Before this week’s flooding, the city of Houston had already begun installing an early warning system at 27 locations where high water sensors and flashing lights are used to let drivers know that a road in front of them is flooded. The city has put the sensors and lights in place at 19 locations so far.

The system had also included wooden gates, similar to those at railroad crossings, that would have dropped down to block flooded roads. But the city decided not to install the gates after drivers drove around and crashed into the first one that had been set up. Gary Norman, executive staff analyst with the Houston Public Works and Engineering Department, said in an email that “we are constantly evaluating how best to protect and inform the public.”

Skies were bright Thursday afternoon after a heavy rainstorm earlier in the day. But residents living in a subdivision near the Addicks Reservoir, one of two aging reservoirs in west Houston that the U.S. Army Corps of Engineers considered “extremely high risk,” were warned of possible flooding.

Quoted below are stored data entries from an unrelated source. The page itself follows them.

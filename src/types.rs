use fixed::types::I32F32;

/// A length in PDF points, stored as fixed-point so that layout arithmetic is
/// exact and repeatable across builds.
#[derive(Debug, Clone, Copy, PartialEq, Eq, PartialOrd, Ord, Hash)]
pub struct Pt(I32F32);

impl Pt {
    pub const ZERO: Pt = Pt(I32F32::from_bits(0));

    pub fn from_f32(value: f32) -> Pt {
        Pt::from_f64(value as f64)
    }

    pub fn from_f64(value: f64) -> Pt {
        if !value.is_finite() {
            return Pt::ZERO;
        }
        let milli = (value * 1000.0).round();
        let milli = milli.clamp(i64::MIN as f64, i64::MAX as f64) as i64;
        Pt::from_milli_i64(milli)
    }

    pub fn from_i32(value: i32) -> Pt {
        Pt::from_milli_i64((value as i64) * 1000)
    }

    pub fn to_f32(self) -> f32 {
        self.0.to_num()
    }

    pub fn to_f64(self) -> f64 {
        self.0.to_num()
    }

    pub fn to_milli_i64(self) -> i64 {
        let bits = self.0.to_bits() as i128;
        let denom = 1i128 << 32;
        let scaled = bits * 1000;
        let adj = if scaled >= 0 { denom / 2 } else { -denom / 2 };
        let milli = (scaled + adj) / denom;
        milli.clamp(i64::MIN as i128, i64::MAX as i128) as i64
    }

    pub fn max(self, other: Pt) -> Pt {
        if self >= other { self } else { other }
    }

    pub fn min(self, other: Pt) -> Pt {
        if self <= other { self } else { other }
    }

    pub fn mul_ratio(self, num: i32, denom: i32) -> Pt {
        if denom == 0 {
            return Pt::ZERO;
        }
        let milli = self.to_milli_i64() as i128;
        let value = div_round_i128(milli.saturating_mul(num as i128), denom as i128);
        Pt::from_milli_i128(value)
    }

    /// How many whole `step`s fit into `self`. Zero or negative steps never fit.
    pub fn div_floor(self, step: Pt) -> i64 {
        let step = step.to_milli_i64();
        if step <= 0 {
            return 0;
        }
        self.to_milli_i64().div_euclid(step)
    }

    pub fn from_milli_i64(milli: i64) -> Pt {
        Pt::from_milli_i128(milli as i128)
    }

    fn from_milli_i128(milli: i128) -> Pt {
        let denom = 1i128 << 32;
        let adj = if milli >= 0 { 500 } else { -500 };
        let bits = (milli * denom + adj) / 1000;
        let bits = bits.clamp(i64::MIN as i128, i64::MAX as i128) as i64;
        Pt(I32F32::from_bits(bits))
    }
}

impl std::ops::Add for Pt {
    type Output = Pt;
    fn add(self, rhs: Pt) -> Pt {
        Pt::from_milli_i128(self.to_milli_i64() as i128 + rhs.to_milli_i64() as i128)
    }
}

impl std::ops::AddAssign for Pt {
    fn add_assign(&mut self, rhs: Pt) {
        *self = *self + rhs;
    }
}

impl std::ops::Sub for Pt {
    type Output = Pt;
    fn sub(self, rhs: Pt) -> Pt {
        Pt::from_milli_i128(self.to_milli_i64() as i128 - rhs.to_milli_i64() as i128)
    }
}

impl std::ops::SubAssign for Pt {
    fn sub_assign(&mut self, rhs: Pt) {
        *self = *self - rhs;
    }
}

impl std::ops::Mul<i32> for Pt {
    type Output = Pt;
    fn mul(self, rhs: i32) -> Pt {
        let milli = self.to_milli_i64() as i128;
        Pt::from_milli_i128(milli.saturating_mul(rhs as i128))
    }
}

impl std::ops::Mul<f32> for Pt {
    type Output = Pt;
    fn mul(self, rhs: f32) -> Pt {
        if !rhs.is_finite() {
            return Pt::ZERO;
        }
        Pt::from_f64(self.to_f64() * rhs as f64)
    }
}

impl std::ops::Div<i32> for Pt {
    type Output = Pt;
    fn div(self, rhs: i32) -> Pt {
        if rhs == 0 {
            Pt::ZERO
        } else {
            let milli = self.to_milli_i64() as i128;
            Pt::from_milli_i128(div_round_i128(milli, rhs as i128))
        }
    }
}

impl std::ops::Neg for Pt {
    type Output = Pt;
    fn neg(self) -> Pt {
        Pt::from_milli_i128(-(self.to_milli_i64() as i128))
    }
}

impl std::iter::Sum for Pt {
    fn sum<I: Iterator<Item = Pt>>(iter: I) -> Pt {
        iter.fold(Pt::ZERO, |acc, v| acc + v)
    }
}

impl<'a> std::iter::Sum<&'a Pt> for Pt {
    fn sum<I: Iterator<Item = &'a Pt>>(iter: I) -> Pt {
        iter.fold(Pt::ZERO, |acc, v| acc + *v)
    }
}

fn div_round_i128(num: i128, den: i128) -> i128 {
    if den == 0 {
        return 0;
    }
    let den_abs = den.abs();
    if num >= 0 {
        (num + (den_abs / 2)) / den
    } else {
        -(((-num) + (den_abs / 2)) / den)
    }
}

#[derive(Debug, Clone, Copy, PartialEq)]
pub struct Size {
    pub width: Pt,
    pub height: Pt,
}

impl Size {
    pub fn a4() -> Self {
        Self {
            width: Pt::from_f32(595.28),
            height: Pt::from_f32(841.89),
        }
    }

    /// A4 rotated; the default for wide tables.
    pub fn a4_landscape() -> Self {
        let a4 = Self::a4();
        Self {
            width: a4.height,
            height: a4.width,
        }
    }

    pub fn letter() -> Self {
        // 8.5in x 11in at 72pt/in.
        Self {
            width: Pt::from_f32(612.0),
            height: Pt::from_f32(792.0),
        }
    }

    pub fn from_mm(width_mm: f32, height_mm: f32) -> Self {
        Self {
            width: Pt::from_f64(width_mm as f64 * 72.0 / 25.4),
            height: Pt::from_f64(height_mm as f64 * 72.0 / 25.4),
        }
    }

    pub fn new(width: f32, height: f32) -> Self {
        Self {
            width: Pt::from_f32(width),
            height: Pt::from_f32(height),
        }
    }
}

#[derive(Debug, Clone, Copy, PartialEq)]
pub struct Rect {
    pub x: Pt,
    pub y: Pt,
    pub width: Pt,
    pub height: Pt,
}

impl Rect {
    pub fn top(&self) -> Pt {
        self.y + self.height
    }
}

#[derive(Debug, Clone, Copy, PartialEq)]
pub struct Margins {
    pub top: Pt,
    pub right: Pt,
    pub bottom: Pt,
    pub left: Pt,
}

impl Margins {
    pub fn all(value: f32) -> Self {
        let v = Pt::from_f32(value);
        Self {
            top: v,
            right: v,
            bottom: v,
            left: v,
        }
    }

    pub fn symmetric(horizontal: f32, vertical: f32) -> Self {
        let h = Pt::from_f32(horizontal);
        let v = Pt::from_f32(vertical);
        Self {
            top: v,
            right: h,
            bottom: v,
            left: h,
        }
    }
}

#[derive(Debug, Clone, Copy, PartialEq)]
pub struct Color {
    pub r: f32,
    pub g: f32,
    pub b: f32,
}

impl Color {
    pub const BLACK: Color = Color {
        r: 0.0,
        g: 0.0,
        b: 0.0,
    };

    pub const WHITE: Color = Color {
        r: 1.0,
        g: 1.0,
        b: 1.0,
    };

    pub fn rgb(r: f32, g: f32, b: f32) -> Self {
        Self { r, g, b }
    }

    pub fn gray(level: f32) -> Self {
        Self {
            r: level,
            g: level,
            b: level,
        }
    }
}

The Harris County Flood Control District said the streets near the reservoir may be impassable over the next few days and reservoir water levels may remain high for days or weeks.

The U.S. Army Corps of Engineers began releasing water Thursday evening from the Addicks and Barker reservoirs into Buffalo Bayou at the rate of about 2,000 cubic feet per second, enough to lower the water level by an inch per hour, Corps spokeswoman Sandra Arnold said. The amount of water to be released will increase over the next two to three days, weather permitting, and gradually ease the surrounding streetflooding, Arnold said.

Meanwhile, officials in Wharton, a community of about 8,700 residents about 50 miles southwest of Houston, ordered residents to leave their homes in some low-lying neighborhoods along the rain-swollen Colorado River. The river’s flood stage is 39 feet but the river level there exceeded 47 feet Thursday and some streets were underwater.

Mayor Domingo Montalvo Jr. expanded his order later Thursday to include about a square mile of town, affecting some 350 homes.